Questo uso intensivo del “pronome personale” è la linea guida delle decisioni, unitamente all’arroganza della certezza che il “bene dell’Amministrazione” coincide con il “MIO” bene personale. Non esiste innovazione che possa cambiare questo stato di cose, ci possiamo solo convivere, e continuare a parlarne potrà servire solo a ridurre il fenomeno, ed è già qualcosa!
Mi trovo ampiamente in disaccordo con il modello di management qui rappresentato, soprattutto perchè non tiene conto di quell’insieme di abilità e conoscenze che si possono acquisire ESCLUSIVAMENTE con l’esperienza.
E, si badi, al contrario dell’autore non ne faccio minimamente una questione di età anagrafica, ma di anzianità di servizio.
A mio parere questo articolo rappresenta l’ennesimo tentativo interno alla PA di andare a cercare ragione di inefficienza e inefficiacia largamente diffuse in cause esotiche e estratte dalla teoria del management aziendale, Teoria che non si può applicare ad un settore, quello pubblico, in cui incentivi e disincentivi sono bizzarri e distorti.
La PA italiana funzionicchia.
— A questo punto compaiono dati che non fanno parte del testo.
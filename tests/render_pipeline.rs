//! Render requests: rewrite, synthesize, trim and persist.

mod helpers;

use approx::assert_relative_eq;
use helpers::tolerances::*;
use helpers::*;
use retimbre::prelude::*;
use retimbre::score::Event;
use retimbre::Score;

fn program_changes(bytes: &[u8]) -> Vec<(u8, u8)> {
    let score = Score::parse(bytes).unwrap();
    score
        .tracks
        .iter()
        .flat_map(|t| t.events.iter())
        .filter_map(|e| match e.event {
            Event::ProgramChange { channel, program } => Some((channel.index(), program)),
            _ => None,
        })
        .collect()
}

#[test]
fn render_trims_to_reference_duration() {
    let bench = TestBench::new();
    bench.seed(2.0);
    let fakes = FakeTools::new(FakeTool::synth(3.0));
    let session = bench.session(&fakes);

    let report = session.render("violin").unwrap();

    assert_eq!(report.instrument, Instrument::Violin);
    assert_relative_eq!(report.reference_duration, 2.0);
    assert_relative_eq!(report.original_duration, 3.0);
    assert_relative_eq!(report.adjusted_duration, 2.0);

    let (original, rate) = read_wav_fixture(&bench.slot(Slot::Original));
    let (adjusted, _) = read_wav_fixture(&bench.slot(Slot::Adjusted));
    assert_eq!(rate, TEST_SAMPLE_RATE);
    assert_eq!(original.len(), 3 * TEST_SAMPLE_RATE as usize);
    assert_eq!(adjusted.len(), 2 * TEST_SAMPLE_RATE as usize);

    // Synthesized at half amplitude, persisted normalized
    assert_relative_eq!(peak(&original), 1.0, epsilon = FLOAT_EPSILON);
    assert_eq!(&original[..adjusted.len()], &adjusted[..]);
    assert_eq!(fakes.synthesizer.calls(), 1);
    assert!(bench.leftovers().is_empty());
}

#[test]
fn render_never_pads_short_output() {
    let bench = TestBench::new();
    bench.seed(2.0);
    let fakes = FakeTools::new(FakeTool::synth(1.0));
    let session = bench.session(&fakes);

    let report = session.render("flute").unwrap();

    assert_relative_eq!(report.adjusted_duration, 1.0);
    let (adjusted, _) = read_wav_fixture(&bench.slot(Slot::Adjusted));
    assert_eq!(adjusted.len(), TEST_SAMPLE_RATE as usize);
}

#[test]
fn synthesizer_sees_rewritten_score() {
    let bench = TestBench::new();
    bench.seed(1.0);
    let fakes = FakeTools::new(FakeTool::synth(1.0));
    let session = bench.session(&fakes);

    session.render("Violin").unwrap();

    let captured = fakes.synthesizer.captured();
    assert_eq!(captured.len(), 1);

    // Lead channel gets the violin, the drum channel nothing
    assert_eq!(program_changes(&captured[0]), vec![(0, 40)]);

    let score = Score::parse(&captured[0]).unwrap();
    let first = &score.tracks[0].events[0];
    assert_eq!(first.delta, 0);
    assert_eq!(first.event.bpm(), Some(120.0));
    assert_eq!(score.count_events(|e| e.is_tempo()), 1);

    // The persisted score is the one that was rendered
    let persisted = std::fs::read(bench.slot(Slot::Score)).unwrap();
    assert_eq!(persisted, captured[0]);
}

#[test]
fn rerender_replaces_instrument() {
    let bench = TestBench::new();
    bench.seed(1.0);
    let fakes = FakeTools::new(FakeTool::synth(1.0));
    let session = bench.session(&fakes);

    session.render("violin").unwrap();
    let first = std::fs::read(bench.slot(Slot::Score)).unwrap();
    session.render("violin").unwrap();
    let second = std::fs::read(bench.slot(Slot::Score)).unwrap();
    assert_eq!(first, second);

    session.render("tuba").unwrap();
    let tuba = std::fs::read(bench.slot(Slot::Score)).unwrap();
    assert_eq!(program_changes(&tuba), vec![(0, 58)]);
}

#[test]
fn unknown_instrument_leaves_workspace_untouched() {
    let bench = TestBench::new();
    bench.seed(1.0);
    let before = std::fs::read(bench.slot(Slot::Score)).unwrap();
    let fakes = FakeTools::new(FakeTool::synth(1.0));
    let session = bench.session(&fakes);

    let err = session.render("banjo").unwrap_err();

    assert_eq!(err.kind(), ErrorKind::Validation);
    assert_eq!(std::fs::read(bench.slot(Slot::Score)).unwrap(), before);
    assert!(!bench.slot(Slot::Original).exists());
    assert_eq!(fakes.total_calls(), 0);
}

#[test]
fn render_without_score_is_not_found() {
    let bench = TestBench::new();
    let fakes = FakeTools::new(FakeTool::synth(1.0));
    let session = bench.session(&fakes);

    let err = session.render("piano").unwrap_err();
    assert_eq!(err.kind(), ErrorKind::NotFound);
    assert_eq!(fakes.total_calls(), 0);
}

#[test]
fn missing_soundbank_is_not_found() {
    let bench = TestBench::new();
    bench.seed(1.0);
    std::fs::remove_file(&bench.config.soundbank).unwrap();
    let fakes = FakeTools::new(FakeTool::synth(1.0));
    let session = bench.session(&fakes);

    let err = session.render("piano").unwrap_err();
    assert_eq!(err.kind(), ErrorKind::NotFound);
    assert_eq!(fakes.synthesizer.calls(), 0);
}

#[test]
fn synthesis_failure_persists_nothing() {
    let bench = TestBench::new();
    bench.seed(1.0);
    let before = std::fs::read(bench.slot(Slot::Score)).unwrap();
    let fakes = FakeTools::new(FakeTool::failing("synthesizer"));
    let session = bench.session(&fakes);

    let err = session.render("cello").unwrap_err();

    assert_eq!(err.kind(), ErrorKind::Collaborator);
    assert_eq!(err.stage(), Some(retimbre::Stage::Synthesis));
    assert!(err.to_string().contains("simulated failure"));

    assert_eq!(std::fs::read(bench.slot(Slot::Score)).unwrap(), before);
    assert!(!bench.slot(Slot::Original).exists());
    assert!(!bench.slot(Slot::Adjusted).exists());
    assert!(bench.leftovers().is_empty());
}

#[test]
fn render_writes_configured_bit_depth() {
    let mut bench = TestBench::new();
    bench.config = bench.config.clone().wav_bit_depth(BitDepth::Int16);
    bench.seed(1.0);
    let fakes = FakeTools::new(FakeTool::synth(1.0));
    let session = bench.session(&fakes);

    session.render("kalimba").unwrap();

    let reader = hound::WavReader::open(bench.slot(Slot::Adjusted)).unwrap();
    assert_eq!(reader.spec().bits_per_sample, 16);
    assert_eq!(reader.spec().sample_format, hound::SampleFormat::Int);

    let (adjusted, _) = read_wav_fixture(&bench.slot(Slot::Adjusted));
    assert!((peak(&adjusted) - 1.0).abs() <= 2.0 * INT16_EPSILON);
}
E ora di guardare in faccia la realtà: i mali di cui essa soffre dipendono in primis dal fatto che il reclutamento avviene per spinte e amicizie in un numero significativo di casi.
Questo produce l’assunzione di soggetti impreparati ancorché incapaci, e animati dal peggiore senso di impunità rispetto alla loro inettitudine.
Il disincentivo a essere produttivo, generato da questi soggetti nella PA, è istantaneo, devastante e virale.
E il dipendente capace e volenteroso si trova a decidere di essere produttivo per pura scelta di coscienza, ovvero in modo caritativo. Produttività caritativa, altro che mediocrità caritativa.
Non commento sul passaggio concettuale alle relazioni affettive, se non rilevando che è un parallelo molto triste.